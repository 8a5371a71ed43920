use super::*;

fn piece(color: Color, kind: PieceKind) -> Option<Piece> {
    Some(Piece::new(color, kind))
}

#[test]
fn test_startpos_layout() {
    let b = Board::startpos();
    assert_eq!(b.occupied().popcount(), 36);
    assert_eq!(b.king_sq(Color::White), coord_to_sq("e1"));
    assert_eq!(b.king_sq(Color::Black), coord_to_sq("e9"));
    let a1 = b.piece_at(coord_to_sq("d1").unwrap()).unwrap();
    assert_eq!(a1.kind, PieceKind::Archbishop);
    let c9 = b.piece_at(coord_to_sq("f9").unwrap()).unwrap();
    assert_eq!(c9.kind, PieceKind::Chancellor);
    assert_eq!(c9.color, Color::Black);
    assert!(b.validate().is_ok());
}

#[test]
fn test_set_piece_hash_is_order_independent() {
    let mut a = Board::empty();
    a.set_piece(3, piece(Color::White, PieceKind::Knight));
    a.set_piece(50, piece(Color::Black, PieceKind::Angel));
    let mut b = Board::empty();
    b.set_piece(50, piece(Color::Black, PieceKind::Angel));
    b.set_piece(3, piece(Color::White, PieceKind::Knight));
    assert_eq!(a.hash(), b.hash());
    assert_ne!(a.key(Color::White), a.key(Color::Black));

    b.set_piece(3, None);
    b.set_piece(50, None);
    assert_eq!(b.hash(), 0);
    assert!(b.occupied().is_empty());
}

#[test]
fn test_make_unmake_capture_restores_board() {
    let mut b = Board::empty();
    let d4 = coord_to_sq("d4").unwrap();
    let g7 = coord_to_sq("g7").unwrap();
    b.set_piece(d4, piece(Color::White, PieceKind::Bishop));
    b.set_piece(g7, piece(Color::Black, PieceKind::Rook));
    let before = b.clone();

    let mv = Move::new(d4, g7);
    let undo = b.make_move(mv);
    assert_eq!(undo.captured.map(|p| p.kind), Some(PieceKind::Rook));
    let moved = b.piece_at(g7).unwrap();
    assert_eq!(moved.kind, PieceKind::Bishop);
    assert!(moved.has_moved);
    assert_eq!(b.piece_at(d4), None);

    b.unmake_move(mv, undo);
    assert_eq!(b, before);
    assert!(!b.piece_at(d4).unwrap().has_moved);
}

#[test]
fn test_promotion_defaults_to_angel_and_undoes_to_pawn() {
    let mut b = Board::empty();
    let e8 = coord_to_sq("e8").unwrap();
    let e9 = coord_to_sq("e9").unwrap();
    b.set_piece(e8, Some(Piece::new(Color::White, PieceKind::Pawn).moved()));
    let before = b.clone();

    let mv = Move::new(e8, e9);
    let undo = b.make_move(mv);
    assert_eq!(b.piece_at(e9).unwrap().kind, PieceKind::Angel);
    b.unmake_move(mv, undo);
    assert_eq!(b, before);

    let mut knight = Move::new(e8, e9);
    knight.promo = Some(PieceKind::Knight);
    let undo = b.make_move(knight);
    assert_eq!(b.piece_at(e9).unwrap().kind, PieceKind::Knight);
    b.unmake_move(knight, undo);
    assert_eq!(b, before);
}

#[test]
fn test_castling_moves_rook_and_restores() {
    let mut b = Board::empty();
    let e1 = coord_to_sq("e1").unwrap();
    let i1 = coord_to_sq("i1").unwrap();
    b.set_piece(e1, piece(Color::White, PieceKind::King));
    b.set_piece(i1, piece(Color::White, PieceKind::Rook));
    let before = b.clone();

    let mut mv = Move::new(e1, coord_to_sq("g1").unwrap());
    mv.is_castle = true;
    let undo = b.make_move(mv);
    let rook = b.piece_at(coord_to_sq("f1").unwrap()).unwrap();
    assert_eq!(rook.kind, PieceKind::Rook);
    assert!(rook.has_moved);
    assert_eq!(b.piece_at(i1), None);

    b.unmake_move(mv, undo);
    assert_eq!(b, before);
}

#[test]
fn test_make_move_from_empty_square_is_noop() {
    let mut b = Board::startpos();
    let before = b.clone();
    let mv = Move::new(40, 41);
    let undo = b.make_move(mv);
    assert_eq!(b, before);
    b.unmake_move(mv, undo);
    assert_eq!(b, before);
}

#[test]
fn test_in_check_by_compound_pieces() {
    let mut b = Board::empty();
    let king = sq(4, 4).unwrap();
    b.set_piece(king, piece(Color::White, PieceKind::King));
    // Chancellor a knight's leap away
    b.set_piece(sq(2, 5).unwrap(), piece(Color::Black, PieceKind::Chancellor));
    assert!(b.in_check(Color::White));

    let mut b2 = Board::empty();
    b2.set_piece(king, piece(Color::White, PieceKind::King));
    // Archbishop on a diagonal, blocked by a pawn
    b2.set_piece(sq(1, 1).unwrap(), piece(Color::Black, PieceKind::Archbishop));
    assert!(b2.in_check(Color::White));
    b2.set_piece(sq(2, 2).unwrap(), piece(Color::White, PieceKind::Pawn));
    assert!(!b2.in_check(Color::White));
}

#[test]
fn test_pawn_attack_direction() {
    let mut b = Board::empty();
    let target = sq(4, 4).unwrap();
    // Black pawn above the target attacks downward
    b.set_piece(sq(3, 3).unwrap(), piece(Color::Black, PieceKind::Pawn));
    assert!(b.is_square_attacked(target, Color::Black));
    assert!(!b.is_square_attacked(target, Color::White));

    let mut b2 = Board::empty();
    // Black pawn below the target does not
    b2.set_piece(sq(5, 3).unwrap(), piece(Color::Black, PieceKind::Pawn));
    assert!(!b2.is_square_attacked(target, Color::Black));
}

#[test]
fn test_missing_king_is_not_in_check() {
    let b = Board::empty();
    assert!(!b.in_check(Color::White));
    assert_eq!(
        b.validate(),
        Err(BoardError::KingCount {
            color: Color::White,
            count: 0
        })
    );
}

#[test]
fn test_color_flip() {
    let b = Board::startpos();
    assert_eq!(b.color_flip(), b);

    let mut c = Board::empty();
    c.set_piece(sq(6, 2).unwrap(), piece(Color::White, PieceKind::Knight));
    let flipped = c.color_flip();
    let pc = flipped.piece_at(sq(2, 2).unwrap()).unwrap();
    assert_eq!(pc.color, Color::Black);
    assert_eq!(pc.kind, PieceKind::Knight);
    assert_eq!(flipped.color_flip(), c);
}

#[test]
fn test_has_non_pawn_material() {
    let mut b = Board::empty();
    b.set_piece(0, piece(Color::White, PieceKind::King));
    b.set_piece(30, piece(Color::White, PieceKind::Pawn));
    assert!(!b.has_non_pawn_material(Color::White));
    b.set_piece(31, piece(Color::White, PieceKind::Archbishop));
    assert!(b.has_non_pawn_material(Color::White));
    assert!(!b.has_non_pawn_material(Color::Black));
}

■ EXERCISE INSTRUCTIONS
Up to and including the line containing "assert_eq!(b.occupied().popcount(), 36);", please write out the listing exactly, starting from its first line.

■ RESULT
repository 8a5371a71ed43920
use super::*;

fn piece(color: Color, kind: PieceKind) -> Option<Piece> {
    Some(Piece::new(color, kind))
}

#[test]
fn test_startpos_layout() {
    let b = Board::startpos();
    assert_eq!(b.occupied().popcount(), 36);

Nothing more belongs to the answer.